Is $\sum_{i=1}^n(x_i - \bar{x})x_i = \sum_{i=1}^n (x_i - \bar{x})^2$?

Question

I am proving a statement about the expectation of $\hat{\beta}$ in a linear regression and the following statement could help in my proof.

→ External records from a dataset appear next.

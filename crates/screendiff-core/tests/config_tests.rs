#![allow(clippy::unwrap_used, clippy::expect_used)]

use screendiff_core::logging_facility::Profile;
use screendiff_core::{EnvironmentConfig, ExErrorKind, Side};
use std::collections::HashMap;
use std::path::PathBuf;

fn vars(pairs: &[(&str, &str)]) -> HashMap<String, String> {
    pairs
        .iter()
        .map(|(k, v)| (k.to_string(), v.to_string()))
        .collect()
}

fn required() -> Vec<(&'static str, &'static str)> {
    vec![
        ("SCREENDIFF_CURRENT_MAIN_APP_ID", "101"),
        ("SCREENDIFF_CURRENT_SUB_APP_ID", "102"),
        ("SCREENDIFF_PREVIEW_MAIN_APP_ID", "201"),
        ("SCREENDIFF_PREVIEW_SUB_APP_ID", "202"),
    ]
}

#[test]
fn test_defaults_apply() {
    let config = EnvironmentConfig::from_vars(vars(&required())).unwrap();
    assert_eq!(config.current_main_app_id, 101);
    assert_eq!(config.preview_sub_app_id, 202);
    assert!(config.ignore_script_contents);
    assert_eq!(config.artifact_root, PathBuf::from("out"));
    assert_eq!(config.log_profile, Profile::Development);
}

#[test]
fn test_overrides_apply() {
    let mut pairs = required();
    pairs.push(("SCREENDIFF_IGNORE_SCRIPT_CONTENTS", "false"));
    pairs.push(("SCREENDIFF_ARTIFACT_ROOT", "/var/screendiff"));
    pairs.push(("SCREENDIFF_LOG_PROFILE", "production"));
    let config = EnvironmentConfig::from_vars(vars(&pairs)).unwrap();
    assert!(!config.ignore_script_contents);
    assert_eq!(config.artifact_root, PathBuf::from("/var/screendiff"));
    assert_eq!(config.log_profile, Profile::Production);
}

#[test]
fn test_missing_app_id_is_invalid_config() {
    let pairs: Vec<_> = required()
        .into_iter()
        .filter(|(k, _)| *k != "SCREENDIFF_PREVIEW_MAIN_APP_ID")
        .collect();
    let err = EnvironmentConfig::from_vars(vars(&pairs)).unwrap_err();
    assert_eq!(err.kind(), ExErrorKind::InvalidConfig);
    assert_eq!(err.key(), Some("preview_main_app_id"));
}

#[test]
fn test_non_numeric_app_id_is_invalid_config() {
    let mut pairs = required();
    pairs[0] = ("SCREENDIFF_CURRENT_MAIN_APP_ID", "main");
    let err = EnvironmentConfig::from_vars(vars(&pairs)).unwrap_err();
    assert_eq!(err.kind(), ExErrorKind::InvalidConfig);
}

#[test]
fn test_zero_app_id_is_rejected() {
    let mut pairs = required();
    pairs[1] = ("SCREENDIFF_CURRENT_SUB_APP_ID", "0");
    let err = EnvironmentConfig::from_vars(vars(&pairs)).unwrap_err();
    assert_eq!(err.kind(), ExErrorKind::InvalidConfig);
    assert!(err.message().contains("current_sub_app_id"));
}

#[test]
fn test_context_per_side() {
    let config = EnvironmentConfig::from_vars(vars(&required())).unwrap();

    let current = config.context(Side::Current);
    assert_eq!(current.side(), Side::Current);
    assert_eq!((current.main_app_id(), current.sub_app_id()), (101, 102));

    let preview = config.context(Side::Preview);
    assert_eq!((preview.main_app_id(), preview.sub_app_id()), (201, 202));
    assert!(preview.ignore_script_contents());
}
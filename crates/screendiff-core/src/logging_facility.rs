//! Structured logging facility
//!
//! - Single initialization point via `init(profile)`
//! - Operation macros (`log_op_start!`, `log_op_end!`, `log_op_error!`)
//!   emitting the canonical fields from `screendiff_core_types::schema`
//! - Test capture layer for asserting on emitted events
//!
//! # Usage
//!
//! ```rust
//! use screendiff_core::logging_facility::{init, Profile};
//!
//! init(Profile::Development);
//! ```

pub mod init;
pub mod macros;
pub mod test_capture;

pub use init::{init, Profile};
pub use test_capture::{init_test_capture, CapturedEvent, TestCapture};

Assuming $X\sim N(\mu, \sigma^2)$ can we show that

$$\sum_{i=1}^n(x_i - \bar{x})x_i = \sum_{i=1}^n (x_i - \bar{x})^2$$

Thanks.

Answer 1

The summand in the LHS is $x_i^2 - \bar{x} x_i$ and the summand in the RHS is $x_i^2 - 2 \bar{x} x_i + \bar{x}^2$, so you're asking whether $$\sum_{i=1}^n (\bar{x}^2 - \bar{x}x_i) = 0.$$ The LHS can be rearranged as $$n \bar{x}^2 - \bar{x} \sum_{i=1}^n x_i$$ which equals zero because by definition, $\bar{x} = \frac{1}{n} \sum x_i$.

Answer 2

Essentially you need $\bar{x}\sum_{i=1}^n (x_i-\bar{x})=0$ This true from the definition of $\bar{x}$ as the average of $x_i$. Note that this does not depend on the distribution function.

Answer 3

With $E X= {1 \over n} \sum_k X_k$, we have $E((X -\overline{X})X ) = E X^2 - \overline{X}^2 = E (X-\overline{X})^2$.